DeSalvo's remains were exhumed on July 12, and, on Friday, July 19, Massachusetts Attorney General Martha Coakley, Boston Police Commissioner Ed Davis, and Conley released a joint statement saying that testing did indeed verify beyond any reasonable doubt that DeSalvo's DNA had been found at the Sullivan crime scene.

So...does this new physical evidence prove that DeSalvo murdered Sullivan? Has a 49-year-old crime been solved?

First, some back story. In 1995, I wrote a book entitled THE BOSTON STRANGLERS, published in hardcover by Birch Lane Press. It was updated and reprinted in paperback in 2002, and will be published again, with additional new material, this October by Kensington Books. In THE BOSTON STRANGLERS, I argue that DeSalvo most likely wasn't the serial killer he claimed to be, and that the eleven deaths that came to be attributed to a single Boston strangler were probably committed by other individuals motivated by their own pathologies. The information I used in the book came directly from the case files compiled by law enforcement (consisting of initial incident and investigation reports, forensic data, crime scene photos, suspect interviews, and autopsy protocols) and from extensive interviews I did with the surviving police investigators, surviving witnesses, DeSalvo's attorneys, and the forensic psychiatrist who examined him.

In January 1965, when DeSalvo began hinting he was the Strangler, he was incarcerated at Bridgewater State Hospital, a facility for the criminally insane. He told his then-lawyer, Jon Asgeirsson, that he had gagged Mary Sullivan, put a sweater over her head, had intercourse with her, and left a knife on the bed. None of this, according to the police reports, was true. Nor, according to forensic tests done in 1964, did the white stains on the blanket contain spermatozoa.

During the initial investigation into the Sullivan murder, a very good suspect emerged, one who was acquainted with the three young women who lived at 44A Charles Street. He had access to their apartment; he was the boyfriend of one of the roommates. On January 2, he was introduced to Mary, who had moved into the apartment the previous day.
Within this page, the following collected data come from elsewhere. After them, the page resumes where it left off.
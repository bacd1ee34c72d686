//! Scripted in-memory page host.
//!
//! Drives the engine in tests and in the replay binary: ad breaks are
//! started and ended by script, and (optionally) a click on the current
//! skip control ends the break the way the real page would.

use tracing::debug;

use crate::element::{ComputedStyle, ElementId, MediaState, PageElement, Rect};
use crate::host::{PageError, PageHost, PointerSignal};
use crate::page::Page;
use crate::pattern::{PLAYER_AD_CLASS, PLAYER_INTERRUPTING_CLASS};

/// An in-memory page with a player, a video element, and scriptable ad
/// breaks.
#[derive(Debug)]
pub struct ScriptedPage {
    page: Page,
    player: ElementId,
    video: ElementId,
    break_ids: Vec<ElementId>,
    skip_control: Option<ElementId>,
    skip_ends_break: bool,
    fail_interactions: Vec<ElementId>,
    touched: Vec<ElementId>,
    /// Every pointer signal delivered, in order.
    pub dispatch_log: Vec<(ElementId, PointerSignal)>,
    /// Every native activation delivered, in order.
    pub activation_log: Vec<ElementId>,
}

impl ScriptedPage {
    pub fn new() -> Self {
        let mut page = Page::new();
        let player = page.insert(
            PageElement::new("div")
                .with_dom_id("movie_player")
                .with_class("html5-video-player")
                .with_rect(Rect::new(0.0, 0.0, 800.0, 450.0)),
        );
        let video = page.insert(
            PageElement::new("video")
                .with_class("html5-main-video")
                .with_rect(Rect::new(0.0, 0.0, 800.0, 450.0))
                .with_media(MediaState {
                    volume: 0.7,
                    muted: false,
                })
                .with_parent(player),
        );
        Self {
            page,
            player,
            video,
            break_ids: Vec::new(),
            skip_control: None,
            skip_ends_break: true,
            fail_interactions: Vec::new(),
            touched: Vec::new(),
            dispatch_log: Vec::new(),
            activation_log: Vec::new(),
        }
    }

    pub fn player(&self) -> ElementId {
        self.player
    }

    pub fn video(&self) -> ElementId {
        self.video
    }

    pub fn skip_control(&self) -> Option<ElementId> {
        self.skip_control
    }

    /// When false, clicking the skip control does nothing (unskippable ad).
    pub fn set_skip_ends_break(&mut self, ends: bool) {
        self.skip_ends_break = ends;
    }

    /// Make pointer/activation delivery fail for one element.
    pub fn fail_interactions_on(&mut self, id: ElementId) {
        self.fail_interactions.push(id);
    }

    /// Structural changes since the last drain, as the mutation queue
    /// would report them.
    pub fn drain_mutations(&mut self) -> Vec<ElementId> {
        std::mem::take(&mut self.touched)
    }

    /// Start an interstitial ad break: player ad markers, an overlay, and
    /// the ad label. The skip control appears separately via
    /// [`ScriptedPage::reveal_skip_control`].
    pub fn begin_ad_break(&mut self) {
        if !self.break_ids.is_empty() {
            return;
        }
        if let Some(player) = self.page.get_mut(self.player) {
            player.classes.push(PLAYER_AD_CLASS.to_string());
            player.classes.push(PLAYER_INTERRUPTING_CLASS.to_string());
        }
        let overlay = self.page.insert(
            PageElement::new("div")
                .with_class("ytp-ad-player-overlay")
                .with_rect(Rect::new(0.0, 0.0, 800.0, 450.0))
                .with_parent(self.player),
        );
        let label = self.page.insert(
            PageElement::new("span")
                .with_class("ytp-ad-text")
                .with_text("Ad · 1 of 2")
                .with_rect(Rect::new(16.0, 400.0, 80.0, 20.0))
                .with_parent(overlay),
        );
        self.break_ids = vec![overlay, label];
        self.touched.extend([self.player, overlay, label]);
        debug!(overlay = %overlay, "scripted ad break started");
    }

    /// Reveal a ready-to-click skip control inside the running break.
    pub fn reveal_skip_control(&mut self) -> ElementId {
        if let Some(existing) = self.skip_control {
            return existing;
        }
        let container = self.page.insert(
            PageElement::new("div")
                .with_class("ytp-ad-skip-button-container")
                .with_rect(Rect::new(620.0, 380.0, 140.0, 48.0))
                .with_style(ComputedStyle {
                    z_index: Some(60),
                    ..ComputedStyle::default()
                })
                .with_parent(self.player),
        );
        let button = self.page.insert(
            PageElement::new("button")
                .with_class("ytp-ad-skip-button")
                .with_text("Skip Ad")
                .with_aria_label("Skip ad")
                .with_rect(Rect::new(628.0, 386.0, 124.0, 36.0))
                .with_style(ComputedStyle {
                    z_index: Some(61),
                    ..ComputedStyle::default()
                })
                .with_parent(container),
        );
        self.break_ids.extend([container, button]);
        self.skip_control = Some(button);
        self.touched.extend([container, button]);
        button
    }

    /// End the break: drop ad scaffolding and player markers.
    pub fn end_ad_break(&mut self) {
        for id in std::mem::take(&mut self.break_ids) {
            self.page.remove(id);
        }
        self.skip_control = None;
        if let Some(player) = self.page.get_mut(self.player) {
            player
                .classes
                .retain(|c| c != PLAYER_AD_CLASS && c != PLAYER_INTERRUPTING_CLASS);
        }
        self.touched.push(self.player);
        debug!("scripted ad break ended");
    }

    pub fn ad_break_running(&self) -> bool {
        !self.break_ids.is_empty()
    }

    fn deliver(&mut self, target: ElementId) -> Result<(), PageError> {
        if self.fail_interactions.contains(&target) {
            return Err(PageError::Dispatch(format!(
                "interaction blocked on {target}"
            )));
        }
        if self.page.get(target).is_none() {
            return Err(PageError::NotFound(target));
        }
        if !self.page.is_connected(target) {
            return Err(PageError::Disconnected(target));
        }
        Ok(())
    }

    fn maybe_end_break(&mut self, target: ElementId) {
        if self.skip_ends_break && self.skip_control == Some(target) {
            self.end_ad_break();
        }
    }
}

impl Default for ScriptedPage {
    fn default() -> Self {
        Self::new()
    }
}

impl PageHost for ScriptedPage {
    fn page(&self) -> &Page {
        &self.page
    }

    fn page_mut(&mut self) -> &mut Page {
        &mut self.page
    }

    fn dispatch_pointer(
        &mut self,
        target: ElementId,
        signal: PointerSignal,
    ) -> Result<(), PageError> {
        self.deliver(target)?;
        self.dispatch_log.push((target, signal));
        if signal == PointerSignal::Click {
            self.maybe_end_break(target);
        }
        Ok(())
    }

    fn activate(&mut self, target: ElementId) -> Result<(), PageError> {
        self.deliver(target)?;
        self.activation_log.push(target);
        self.maybe_end_break(target);
        Ok(())
    }
}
In December 1964, eleven months after the Sullivan murder, this person was administered a polygraph test. These were its results:

"Based on the examinations conducted, it is the considered opinion of this examiner that [name of suspect]:

1. Is not telling the truth concerning the extent of his knowledge and/or involvement in the death of MARY SULLIVAN.

2. Cannot be eliminated from this investigation. It would be no surprise to this investigator if [name of suspect] turns out to be the person who caused SULLIVAN'S death.

Note: The charts were examined by other examiners...who confirmed the findings as outlined in the report."

The suspect in question wasn't Albert DeSalvo--whose name never arose during the investigations of any of the murders, despite the fact that he had a record from 1961 as a sex offender. In one of the goofier cons ever devised, he'd introduce himself to Boston-area young women as "Mr. Johnson," a representative of the Black and White Modeling Agency (no such outfit existed), and ask to take their measurements. Having done so, he'd depart, telling his victims that someone from the agency would be "in touch." Arrested in Cambridge on March 17, 1961 on a breaking and entering charge, he cheerfully volunteered to the police an account of his activities as a phony modeling scout, which earned him the nickname of The Measuring Man. He injured none of his victims beyond taking their measurements. Some of them said they found him rather appealing. One Cambridge detective told me that it looked as if they were running the Miss Universe pageant at the front desk.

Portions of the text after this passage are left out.